С лопаты на молодуху полетел кусок пласта. Увернулась. Снеговейный туманчик накрыл, проструился над головой.
— Расшутковалась бесстыдница, — пробурчала Соломонида, выходя из коровника.
Слышала невестка упрёчные слова — не придала значения… не взвесила их на точных весах души, объятой озорством, нахлывом обильного света.
Очищенная крыша задышала весенней свободой. Не менее обрадованная знахарка достала из заначки бутылку самогонки.
— Сотворил помощь… вот так помощь. — Фунтиха крестилась размашисто, а Троеручица под вышитым полотенцем внимательно слушала восхваление старушки.
Подошла порозовевшая Праска:
— Возьми сухую рубаху, иди в баню — переоденься.
Приходилось видеть Натану на сопернике эту сине-чёрную клетчатую одежинку. Не собирался облачаться в рубаху Тимура.
Легонько толкнув работника в плечо, кивнула на дверь.
— Марш переодеваться!
— Слушаюсь, командёр!
Долго не возвращался Натан из старой баньки. Отуманило голову не пугливыми мыслями. Снял мокрую рубаху, не решаясь переодеваться в чужую. Парок успел отструиться от тела: оно не остывало от внутреннего жара. Волосатая грудь вздымалась вольно, легко.
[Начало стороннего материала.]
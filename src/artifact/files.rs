//! Classification of the files inside a posting

use regex::Regex;
use std::sync::LazyLock;

/// What a posted file is
#[derive(Debug, Clone, Copy, PartialEq, Eq)]
pub enum FileKind {
    /// RAR volume, first (`.rar`, `.part01.rar`) or sequential (`.r00`, `.001`)
    Archive,
    /// Compressed container (`.zip`, `.7z`)
    Container,
    /// Info or readme file
    Info,
    /// PAR2 index file
    RepairIndex,
    /// PAR2 recovery volume
    RepairVolume,
    /// Anything else (media, nzb, sfv, ...)
    Other,
}

struct Patterns {
    quoted: Regex,
    metadata: Regex,
    archive: Regex,
    container: Regex,
    info: Regex,
    repair_volume: Regex,
    repair_index: Regex,
}

#[allow(clippy::expect_used)]
static PATTERNS: LazyLock<Patterns> = LazyLock::new(|| {
    let re = |pattern: &str| Regex::new(pattern).expect("file pattern is valid");
    Patterns {
        quoted: re(r#""([^"]+)""#),
        metadata: re(r"(?i)\.(par2|nfo|sfv|nzb|srr|srs|jpe?g|png|txt|url)$"),
        archive: re(r"(?i)(\.part\d{1,4}\.rar|\.rar|\.r\d{2,3}|\.\d{3})$"),
        container: re(r"(?i)\.(zip|7z)(\.\d{3})?$"),
        info: re(r"(?i)(\.nfo$|\breadme\b)"),
        repair_volume: re(r"(?i)\.vol\d{1,4}[+-]\d{1,4}\.par2$"),
        repair_index: re(r"(?i)\.par2$"),
    }
});

/// The filename carried by a subject: the quoted part when present, else the
/// whole subject trimmed of a trailing `yEnc`
pub fn filename(subject: &str) -> &str {
    if let Some(captures) = PATTERNS.quoted.captures(subject)
        && let Some(name) = captures.get(1)
    {
        return name.as_str().trim();
    }
    let trimmed = subject.trim();
    trimmed
        .strip_suffix("yEnc")
        .map(str::trim_end)
        .unwrap_or(trimmed)
}

/// Classify one file by name
pub fn classify(file: &str) -> FileKind {
    let p = &*PATTERNS;
    if p.repair_volume.is_match(file) {
        FileKind::RepairVolume
    } else if p.repair_index.is_match(file) {
        FileKind::RepairIndex
    } else if p.info.is_match(file) {
        FileKind::Info
    } else if p.metadata.is_match(file) {
        FileKind::Other
    } else if p.container.is_match(file) {
        FileKind::Container
    } else if p.archive.is_match(file) {
        FileKind::Archive
    } else {
        FileKind::Other
    }
}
Красные картечины на холмиках прятались в рыжих завитушках, вызывая улыбочку.
— Чего насторожились?
Приплыли строки:
Мне бы лучше вот ту сисястую, — Она глупей…Распахнулась чёрная скрипучая дверь. Заглянула Праска.
— С домовым ведёшь переговоры? Ждём-ждём чёртушку — он даже не переоделся.
Апрельский свет сочился не только в банное оконце. Казалось, он проникал сквозь сажные брёвна. Натан развёл беспомощно руки, спешно стал надевать охолоделую рубаху. Рукава путались, не открывали матерчатые русла.
— Дай помогу.
Шагнув за кривой порожек, Прасковья принялась поправлять низ клетчатой одёжки. На секунду ей привиделся неумёха Тимур, вот также однажды запутавшийся, словно в сетёнке, в непослушных рукавах.
Пахнуло мужицким духом, потом. Широкие ноздри втянули зазывный жар юности. Муж и соперник слились в волнующее существо, не подвластное пылкому рассудку, пустым условностям. Скрытое под материей лицо Натана подтолкнуло молодуху к отчаянному поступку: воспользовалась подстроенной утайкой глаз и губ, цепко обхватила тёплый стан, смачно чмокнула в пуп, углубив в ямочку кончик виртуозного языка.
Работник замер от безумной неожиданности. Стоял на шатких гнилых половицах, полностью доверяясь бесстыжим рукам взбалмошной ведьмарки.